С отсутствием Шурика прекратились футбольные баталии и шумные игры. Да и ребята в большинстве разъехались кто-куда.
Одни гостили где-нибудь у родни, другие прирабатывали в городе. Остались в поселке только Петька да несколько девчат. С утра Рыжик занималась уборкой, потом бежала к Петьке узнать о Шурике чего-нибудь новенького.
Но новенького ничего не было.
Единственное, что ей было известно от Петьки, что Шурика готовят к операции.
Чтобы развеять гнетущее состояние, она уходила за поселок в поле.
— Трь-рь-рь, – свистели на разные голоса кузнечики и испугано прыскали из-под ног.
— Квик, квик, – пересвистывались птицы.
Этот травяной мир вместе с его обитателями успокаивающе действовали на нервы.
Мрачные мысли улетели прочь.
Она бродила по траве, собирала цветы, которых здесь было великое множество, или садилась на траву и смотрела как в прогретом солнцем воздухе кружится пестрая бабочка.

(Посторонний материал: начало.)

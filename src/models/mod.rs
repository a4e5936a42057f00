// Model exports
pub mod domain;
pub mod requests;
pub mod responses;

pub use domain::{BuyerProfile, Listing, ListingFilters, MatchScore, ScoredListing, RankedResult, parse_amount};
pub use requests::{RankRequest, SuggestRequest};
pub use responses::{RankResponse, SuggestResponse, HealthResponse, ErrorResponse};
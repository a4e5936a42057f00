use rand::Rng;
use serde_json::Map;

use crate::core::scoring::score_price;
use crate::models::{BuyerProfile, Listing, ScoredListing};

/// Default number of synthetic suggestions
pub const DEFAULT_SUGGESTION_COUNT: usize = 3;

/// Half-width of the price window for a perfect qualification score
const MIN_WINDOW: f64 = 0.05;

/// Extra half-width added as the qualification score drops to zero
const WINDOW_SPREAD: f64 = 0.25;

const SUGGESTED_CATEGORIES: [&str; 3] = ["house", "townhouse", "apartment"];

/// Half-width of the suggestion window as a fraction of the qualified amount.
/// 5% for a score of 100, widening linearly to 30% for a score of 0.
#[inline]
pub fn suggestion_window(profile: &BuyerProfile) -> f64 {
    MIN_WINDOW + WINDOW_SPREAD * (1.0 - profile.normalized_score() / 100.0)
}

/// Generate `count` synthetic listings priced around the qualified amount
///
/// Points are spread evenly across `[-w, +w]` and nudged by up to `w / 4` of
/// jitter drawn from `rng`, then clamped back into the window. Results are
/// scored with `tolerance` and returned best first. An unqualified profile
/// gets no suggestions.
pub fn generate_suggestions<R: Rng + ?Sized>(
    profile: &BuyerProfile,
    count: usize,
    tolerance: f64,
    rng: &mut R,
) -> Vec<ScoredListing> {
    if !profile.is_qualified() || count == 0 {
        return Vec::new();
    }

    let window = suggestion_window(profile);
    let jitter = window / 4.0;

    let mut suggestions: Vec<ScoredListing> = (0..count)
        .map(|i| {
            let base = if count == 1 {
                0.0
            } else {
                -window + 2.0 * window * i as f64 / (count - 1) as f64
            };
            let offset = (base + rng.gen_range(-jitter..=jitter)).clamp(-window, window);
            let price = (profile.qualified_amount * (1.0 + offset)).round();

            let listing = synthetic_listing(i, price);
            let match_score = score_price(profile, price, tolerance);
            ScoredListing::new(listing, match_score)
        })
        .collect();

    suggestions.sort_by(|a, b| b.match_score.cmp(&a.match_score));
    suggestions
}

fn synthetic_listing(index: usize, price: f64) -> Listing {
    let category = SUGGESTED_CATEGORIES[index % SUGGESTED_CATEGORIES.len()];

    let mut attributes = Map::new();
    attributes.insert("synthetic".to_string(), true.into());

    Listing {
        id: format!("suggested-{}", index + 1),
        price: Some(price),
        category: category.to_string(),
        title: format!("Suggested {}", category),
        address: String::new(),
        attributes,
    }
}

#[cfg(test)]
mod tests {
    use super::*;
    use crate::core::scoring::DASHBOARD_TOLERANCE;
    use rand::rngs::StdRng;
    use rand::SeedableRng;

    #[test]
    fn test_window_narrows_with_score() {
        let confident = suggestion_window(&BuyerProfile::new(1_000_000.0, 100.0));
        let unsure = suggestion_window(&BuyerProfile::new(1_000_000.0, 0.0));

        assert!((confident - 0.05).abs() < 1e-9);
        assert!((unsure - 0.30).abs() < 1e-9);
    }

    #[test]
    fn test_prices_stay_within_window() {
        let profile = BuyerProfile::new(800_000.0, 40.0);
        let window = suggestion_window(&profile);
        let mut rng = StdRng::seed_from_u64(7);

        for _ in 0..50 {
            for suggestion in generate_suggestions(&profile, 5, DASHBOARD_TOLERANCE, &mut rng) {
                let price = suggestion.listing.price.unwrap();
                let offset = (price - 800_000.0).abs() / 800_000.0;
                assert!(offset <= window + 1e-6, "offset {} exceeds window {}", offset, window);
            }
        }
    }

    #[test]
    fn test_same_seed_same_suggestions() {
        let profile = BuyerProfile::new(650_000.0, 70.0);
        let first = generate_suggestions(&profile, 3, DASHBOARD_TOLERANCE, &mut StdRng::seed_from_u64(42));
        let second = generate_suggestions(&profile, 3, DASHBOARD_TOLERANCE, &mut StdRng::seed_from_u64(42));

        assert_eq!(first, second);
    }

    #[test]
    fn test_unqualified_profile_gets_nothing() {
        let mut rng = StdRng::seed_from_u64(1);
        assert!(generate_suggestions(&BuyerProfile::default(), 3, DASHBOARD_TOLERANCE, &mut rng).is_empty());
    }

    #[test]
    fn test_synthetic_listing_shape() {
        let mut rng = StdRng::seed_from_u64(3);
        let suggestions = generate_suggestions(&BuyerProfile::new(500_000.0, 50.0), 1, DASHBOARD_TOLERANCE, &mut rng);

        assert_eq!(suggestions.len(), 1);
        let listing = &suggestions[0].listing;
        assert_eq!(listing.id, "suggested-1");
        assert_eq!(listing.category, "house");
        assert_eq!(listing.attributes.get("synthetic"), Some(&serde_json::Value::Bool(true)));
    }
}
// SPDX-License-Identifier: AGPL-3.0-or-later
//
// Copyright (C) 2026 Relational Network

//! In-memory identity store.

use std::{collections::HashMap, path::Path};

use async_trait::async_trait;
use tokio::sync::RwLock;

use super::{normalize_username, IdentityRecord, IdentityStore, IdentityStoreError};

#[derive(Default)]
pub struct InMemoryIdentityStore {
    records: RwLock<HashMap<String, IdentityRecord>>,
}

impl InMemoryIdentityStore {
    pub fn new() -> Self {
        Self::default()
    }

    /// Build a store from records, normalizing usernames. Later duplicates win.
    pub fn from_records(records: impl IntoIterator<Item = IdentityRecord>) -> Self {
        let records = records
            .into_iter()
            .map(|mut record| {
                record.username = normalize_username(&record.username);
                (record.username.clone(), record)
            })
            .collect();
        Self {
            records: RwLock::new(records),
        }
    }

    /// Load a JSON array of `{ "username", "publicKey" }` objects.
    pub fn from_seed_file(path: &Path) -> Result<Self, IdentityStoreError> {
        let raw = std::fs::read(path).map_err(|e| {
            IdentityStoreError::Backend(format!("failed to read {}: {e}", path.display()))
        })?;
        let records: Vec<IdentityRecord> = serde_json::from_slice(&raw).map_err(|e| {
            IdentityStoreError::Backend(format!("invalid seed file {}: {e}", path.display()))
        })?;
        Ok(Self::from_records(records))
    }

    pub async fn len(&self) -> usize {
        self.records.read().await.len()
    }
}

#[async_trait]
impl IdentityStore for InMemoryIdentityStore {
    async fn find_by_username(
        &self,
        username: &str,
    ) -> Result<Option<IdentityRecord>, IdentityStoreError> {
        Ok(self.records.read().await.get(username).cloned())
    }

    async fn register(&self, mut record: IdentityRecord) -> Result<(), IdentityStoreError> {
        record.username = normalize_username(&record.username);

        let mut records = self.records.write().await;
        if records.contains_key(&record.username) {
            return Err(IdentityStoreError::AlreadyExists(record.username));
        }
        records.insert(record.username.clone(), record);
        Ok(())
    }

    fn backend(&self) -> &'static str {
        "memory"
    }
}

#[cfg(test)]
mod tests {
    use super::*;
    use alloy::primitives::address;
    use std::io::Write;

    fn alice() -> IdentityRecord {
        IdentityRecord {
            username: "Alice".into(),
            public_key: address!("1111111111111111111111111111111111111111"),
        }
    }

    #[tokio::test]
    async fn register_then_find() {
        let store = InMemoryIdentityStore::new();
        store.register(alice()).await.unwrap();

        let found = store.find_by_username("alice").await.unwrap().unwrap();
        assert_eq!(found.username, "alice");
        assert_eq!(found.public_key, alice().public_key);
        assert!(store.find_by_username("bob").await.unwrap().is_none());
    }

    #[tokio::test]
    async fn duplicate_registration_is_rejected() {
        let store = InMemoryIdentityStore::new();
        store.register(alice()).await.unwrap();

        let err = store.register(alice()).await.unwrap_err();
        assert!(matches!(err, IdentityStoreError::AlreadyExists(name) if name == "alice"));
        assert_eq!(store.len().await, 1);
    }

    #[tokio::test]
    async fn loads_seed_file() {
        let mut file = tempfile::NamedTempFile::new().unwrap();
        write!(
            file,
            r#"[{{"username":"Alice","publicKey":"0x1111111111111111111111111111111111111111"}},
                {{"username":"bob","publicKey":"0x2222222222222222222222222222222222222222"}}]"#
        )
        .unwrap();

        let store = InMemoryIdentityStore::from_seed_file(file.path()).unwrap();
        assert_eq!(store.len().await, 2);
        assert!(store.find_by_username("alice").await.unwrap().is_some());
    }

    #[test]
    fn invalid_seed_file_is_a_backend_error() {
        let mut file = tempfile::NamedTempFile::new().unwrap();
        write!(file, "not json").unwrap();
        assert!(matches!(
            InMemoryIdentityStore::from_seed_file(file.path()),
            Err(IdentityStoreError::Backend(_))
        ));
    }
}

Таня протягивала к ней руку, разворачивала розовую ладошку, и бабочка, приняв ее за чашечку цветка, садилась ей на пальцы. Таня захлопывала ладошку и бабочка оказывалась в плену. О, как она отчаянно билась, трепеща крылышками, слишком поздно поняв коварство.
Осторожно расправив ей крылья, Таня отпускала ее на волю. Сделав два-три благодарных круга над ее головой, бабочка улетала. Иногда серая лягушка нет-нет да и выпрыгнет из высокой травы. Лупоглазо уставится на Таню, ошалев от неожиданности, и тотчас же опять исчезнет в траве.
Такие картины нравились Тане, но и они постепенно наскучили. Однажды, когда мать с отцом были на покосе, она взялась перебирать своих кукол, вытащив их из ящика на кровати. Каких их тут только не было! Тряпичные и резиновые, целлулоидные и гипсовые всех сортов и возрастов, они лежали и глупо пялили на нее глаза. Но самой любимой из них была Худинка. Так Таня ее называла за тоненькие ручки и ножки. Это была гипсовая куколка, но не малышка как все, а девочка-подросток. У нее была стройненькая фигурка и маленькие грудки. Изящная головка держалась на тоненькой шейке, а темные волосы были уложены в узелок. Таня очень любила эту куколку и берегла ее. Она выбрала ее из общей кучи и задумалась. Времени прошло много как она в последний раз играла с ней. Платье на Худинке загрязнилось и измялось. Надо было ее переодеть и переплести узелок на косы. Так, пожалуй, будет лучше. Она вытащила из платяного шкафа два старых портфеля и вытряхнула из них все содержимое. На кровать выпала целая гора разноцветных тряпочек, точно на покрывале распустилась вдруг большая цветочная клумба. Все это были платьица, кофточки, юбочки для кукол, сшитые ее руками. Она принялась раздевать свою Худинку, присев на край постели и высунув от удовольствия кончик языка.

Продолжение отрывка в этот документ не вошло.